#### TASK ITEM:
Scan the material below for the string "what". Report every line that has it.

● ● ●

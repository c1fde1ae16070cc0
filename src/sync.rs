/// Sync cycle orchestration.
///
/// `SyncEngine` owns everything mutable for one meter (session manager and
/// series state) behind a mutex, and `run_cycle` sequences one full pass:
/// ensure session → plan windows → fetch and merge per window → register
/// read snapshot → statistics. The host's scheduler decides when cycles
/// run; overlapping invocations for the same meter are rejected outright
/// rather than queued, so merges stay strictly sequential.
///
/// Failure policy per window: transport and schema failures are recorded
/// and the cycle moves on (the stateless planner re-derives the window next
/// cycle); an authorization rejection gets exactly one invalidate +
/// re-login + retry per cycle; a credential rejection stops further
/// fetching but still hands back the partial result.

use chrono::{NaiveDate, Utc};
use std::sync::Mutex;
use std::time::Duration;

use crate::analysis::usage_stats;
use crate::backfill::BackfillPlanner;
use crate::config::SyncConfig;
use crate::ingest::portal::{FetchSettings, ReadingFetcher};
use crate::model::{
    ErrorKind, MeterReading, MeterSnapshot, PortalError, ReadingWindow, SyncError, SyncResult,
    WindowFailure,
};
use crate::municipalities::{select_municipality, supported_municipality_names, MunicipalityProfile};
use crate::series::SeriesState;
use crate::session::SessionManager;

const HTTP_TIMEOUT: Duration = Duration::from_secs(30);

// ---------------------------------------------------------------------------
// Engine
// ---------------------------------------------------------------------------

pub struct SyncEngine {
    profile: &'static dyn MunicipalityProfile,
    meter_id: String,
    planner: BackfillPlanner,
    fetcher: ReadingFetcher,
    inner: Mutex<EngineState>,
}

/// The shared mutable resources: exactly one cycle at a time may touch
/// these.
struct EngineState {
    session: SessionManager,
    series: SeriesState,
}

impl SyncEngine {
    /// Builds an engine for one meter.
    ///
    /// # Panics
    /// Panics on setup errors the engine cannot recover from: unknown
    /// municipality, no password in config or environment, or an HTTP
    /// client that fails to build.
    pub fn from_config(config: &SyncConfig) -> Self {
        let profile = select_municipality(&config.municipality).unwrap_or_else(|| {
            panic!(
                "Unknown municipality '{}'. Supported: {}",
                config.municipality,
                supported_municipality_names().join(", ")
            )
        });
        let password = config.resolve_password().unwrap_or_else(|| {
            panic!("No portal password: set `password` in meter.toml or the ITRON_PASSWORD environment variable")
        });
        let root = config
            .portal_override
            .clone()
            .unwrap_or_else(|| profile.portal_root());

        let client = reqwest::blocking::Client::builder()
            .cookie_store(true)
            .timeout(HTTP_TIMEOUT)
            .build()
            .unwrap_or_else(|e| panic!("Failed to build HTTP client: {}", e));

        let planner = BackfillPlanner {
            max_lookback_days: config.max_lookback_days,
            max_windows_per_cycle: config.max_backfill_windows_per_cycle,
            chunk_days: config.backfill_chunk_days,
            refresh_overlap_days: config.refresh_overlap_days,
        };
        let fetcher = ReadingFetcher::new(
            client.clone(),
            root.clone(),
            profile,
            FetchSettings {
                transport_retries: config.transport_retries,
                retry_backoff: Duration::from_millis(config.retry_backoff_ms),
            },
        );
        let session = SessionManager::new(
            client,
            root,
            profile,
            config.username.clone(),
            password,
            config.meter_id.clone(),
        );

        Self {
            profile,
            meter_id: config.meter_id.clone(),
            planner,
            fetcher,
            inner: Mutex::new(EngineState { session, series: SeriesState::new() }),
        }
    }

    /// Restores series state the host persisted from an earlier run, so
    /// backfill resumes instead of starting over.
    pub fn import_series(&self, series: SeriesState) -> Result<(), SyncError> {
        let mut state = self.inner.try_lock().map_err(|_| SyncError::CycleInProgress)?;
        state.series = series;
        Ok(())
    }

    /// Runs one sync cycle against the current date in the municipality's
    /// timezone.
    pub fn run_cycle(&self) -> Result<SyncResult, SyncError> {
        let today = Utc::now().with_timezone(&self.profile.timezone()).date_naive();
        self.run_cycle_as_of(today)
    }

    /// Runs one sync cycle treating `today` as the current date. The
    /// drivers and tests use this to pin the plan to a known day.
    pub fn run_cycle_as_of(&self, today: NaiveDate) -> Result<SyncResult, SyncError> {
        let mut state = self.inner.try_lock().map_err(|_| SyncError::CycleInProgress)?;
        let state = &mut *state;

        // Authentication must work before anything is planned; a failure
        // here is the hard setup-failure path.
        state
            .session
            .ensure_session()
            .map_err(SyncError::Authentication)?;

        let plan = self.planner.plan(&state.series, today);
        log::info!(
            "cycle plan for {}: incremental {} + {} backfill chunk(s)",
            self.meter_id,
            plan.incremental,
            plan.backfill.len()
        );

        let mut errors: Vec<WindowFailure> = Vec::new();
        let mut reauth_used = false;
        let mut halt = false;

        // Incremental first: the newest data is what the host is waiting on.
        match self.fetch_window(state, &plan.incremental, &mut reauth_used) {
            Ok(readings) => {
                let report = state.series.merge(readings);
                log::info!(
                    "incremental {}: {} new, {} corrected, {} unchanged",
                    plan.incremental,
                    report.inserted,
                    report.overwritten,
                    report.unchanged
                );
            }
            Err(e) => record_failure(&mut errors, &plan.incremental, e, &mut halt),
        }

        if !halt {
            for window in &plan.backfill {
                match self.fetch_window(state, window, &mut reauth_used) {
                    Ok(readings) if readings.is_empty() => {
                        // Possibly the portal's history floor — but an empty
                        // answer can also be transient, so confirm before
                        // trusting it.
                        match self.fetch_window(state, window, &mut reauth_used) {
                            Ok(confirm) if confirm.is_empty() => {
                                if let Some(floor) = window.end.succ_opt() {
                                    state.series.record_no_data_before(floor);
                                }
                                break;
                            }
                            Ok(confirm) => {
                                state.series.merge(confirm);
                            }
                            Err(e) => record_failure(&mut errors, window, e, &mut halt),
                        }
                    }
                    Ok(readings) => {
                        let report = state.series.merge(readings);
                        log::info!(
                            "backfill {}: {} new, {} corrected",
                            window,
                            report.inserted,
                            report.overwritten
                        );
                    }
                    Err(e) => record_failure(&mut errors, window, e, &mut halt),
                }
                if halt {
                    break;
                }
            }
        }

        let statistics = usage_stats::compute(&state.series);
        let meter = if halt { None } else { self.fetch_snapshot(state, today) };

        Ok(SyncResult { series: state.series.clone(), statistics, meter, errors })
    }

    /// Fetches one window, recovering from a rejected session at most once
    /// per cycle: invalidate, re-login, retry the window. A second
    /// authorization failure in the same cycle surfaces as-is.
    fn fetch_window(
        &self,
        state: &mut EngineState,
        window: &ReadingWindow,
        reauth_used: &mut bool,
    ) -> Result<Vec<MeterReading>, PortalError> {
        let session = state.session.ensure_session()?;
        match self.fetcher.fetch(window, session, &self.meter_id) {
            Err(PortalError::Authorization { status }) if !*reauth_used => {
                *reauth_used = true;
                log::info!(
                    "portal rejected the session (HTTP {}), re-authenticating once",
                    status
                );
                state.session.invalidate();
                let session = state.session.ensure_session()?;
                self.fetcher.fetch(window, session, &self.meter_id)
            }
            other => other,
        }
    }

    /// Register-read snapshot from the bundle endpoint. The hourly series
    /// is the primary product; snapshot failures only cost the attribute.
    fn fetch_snapshot(&self, state: &mut EngineState, today: NaiveDate) -> Option<MeterSnapshot> {
        let session = match state.session.ensure_session() {
            Ok(s) => s,
            Err(e) => {
                log::warn!("skipping register read snapshot: {}", e);
                return None;
            }
        };
        let meter_number = session
            .service_point()
            .meter_number
            .clone()
            .unwrap_or_else(|| self.meter_id.clone());
        let as_of = today.and_hms_opt(23, 59, 59).unwrap_or_default();

        match self
            .fetcher
            .fetch_snapshot(session, &self.meter_id, &meter_number, as_of)
        {
            Ok(snapshot) => snapshot,
            Err(e) => {
                log::warn!("register read snapshot failed: {}", e);
                None
            }
        }
    }
}

fn record_failure(
    errors: &mut Vec<WindowFailure>,
    window: &ReadingWindow,
    error: PortalError,
    halt: &mut bool,
) {
    let kind = error.kind();
    log::warn!("window {} failed ({}): {}", window, kind, error);
    errors.push(WindowFailure { window: *window, kind, message: error.to_string() });
    if kind == ErrorKind::Authentication {
        // Credentials are gone; every further request would fail the same
        // way. Hand back what this cycle already merged.
        *halt = true;
    }
}

// ---------------------------------------------------------------------------
// Tests
// ---------------------------------------------------------------------------
/// Municipality portal profile registry.
///
/// Each supported municipality runs its own Itron-hosted analytics portal
/// under a municipality-specific base URL, and could in principle drift to
/// its own response format. All format knowledge is therefore reached
/// through the `MunicipalityProfile` trait: the engine only ever calls
/// `parse_interval`/`parse_accounts` on a profile, so a portal changing
/// shape is contained to one adapter implementation.
///
/// This is the single source of truth for supported municipalities — other
/// modules select profiles from here rather than hardcoding base URLs.

use chrono_tz::Tz;

use crate::ingest::portal;
use crate::model::{MeterReading, PortalError, UsageUnit};

// ---------------------------------------------------------------------------
// Profile trait
// ---------------------------------------------------------------------------

/// Per-municipality portal adapter.
///
/// The two shipped profiles share the stock Itron JSON format, so they use
/// the default parse implementations; a municipality whose portal drifts
/// gets its own override here without touching the engine.
pub trait MunicipalityProfile: Sync {
    /// Distinct recognizable name of the municipality.
    fn name(&self) -> &'static str;

    /// Short code, used in identifiers and config files.
    fn muni_code(&self) -> &'static str;

    /// Host and path prefix of the municipality's Itron portal, without
    /// scheme. Observed from the portals themselves; not documented
    /// anywhere by Itron.
    fn base_url(&self) -> &'static str;

    /// Timezone the portal reports wall-clock timestamps in.
    fn timezone(&self) -> Tz;

    /// Unit of the usage values this portal reports.
    fn usage_unit(&self) -> UsageUnit {
        UsageUnit::Gallon
    }

    /// Scheme-qualified portal root for request building.
    fn portal_root(&self) -> String {
        format!("https://{}", self.base_url())
    }

    /// Parses an interval (hourly usage) response body.
    fn parse_interval(&self, raw: &str) -> Result<Vec<MeterReading>, PortalError> {
        portal::parse_interval_response(raw, self.usage_unit())
    }

    /// Parses a user-accounts response body.
    fn parse_accounts(&self, raw: &str) -> Result<Vec<portal::PortalAccount>, PortalError> {
        portal::parse_accounts_response(raw)
    }
}

// ---------------------------------------------------------------------------
// Shipped profiles
// ---------------------------------------------------------------------------

/// Lake County Illinois Public Works.
pub struct LakeCountyPublicWorks;

impl MunicipalityProfile for LakeCountyPublicWorks {
    fn name(&self) -> &'static str {
        "Lake County Illinois Public Works"
    }

    fn muni_code(&self) -> &'static str {
        "lcpw"
    }

    fn base_url(&self) -> &'static str {
        "lcpw-p-ia-wb1.itron-hosting.com/AnalyticsCustomerPortal_LCPW_PROD"
    }

    fn timezone(&self) -> Tz {
        chrono_tz::America::Chicago
    }
}

/// City Of Bismarck Public Works.
pub struct BismarckPublicWorks;

impl MunicipalityProfile for BismarckPublicWorks {
    fn name(&self) -> &'static str {
        "City Of Bismarck Public Works"
    }

    fn muni_code(&self) -> &'static str {
        "bism"
    }

    fn base_url(&self) -> &'static str {
        "bism-p-ia-wb.itron-hosting.com/AnalyticsCustomerPortal_BISM_PROD"
    }

    fn timezone(&self) -> Tz {
        chrono_tz::America::Chicago
    }
}

/// All municipalities this crate knows how to talk to.
pub static MUNICIPALITY_REGISTRY: &[&dyn MunicipalityProfile] =
    &[&LakeCountyPublicWorks, &BismarckPublicWorks];

// ---------------------------------------------------------------------------
// Selection
// ---------------------------------------------------------------------------

/// Looks up a profile by municipality name or short code, case-insensitive.
pub fn select_municipality(name: &str) -> Option<&'static dyn MunicipalityProfile> {
    let wanted = name.trim().to_lowercase();
    MUNICIPALITY_REGISTRY
        .iter()
        .copied()
        .find(|m| m.name().to_lowercase() == wanted || m.muni_code() == wanted)
}

/// Sorted names of all supported municipalities, for config error messages.
pub fn supported_municipality_names() -> Vec<&'static str> {
    let mut names: Vec<&'static str> = MUNICIPALITY_REGISTRY.iter().map(|m| m.name()).collect();
    names.sort_unstable();
    names
}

● ● ●

#### ANSWER SECTION:
        // Incremental first: the newest data is what the host is waiting on.
        // way. Hand back what this cycle already merged.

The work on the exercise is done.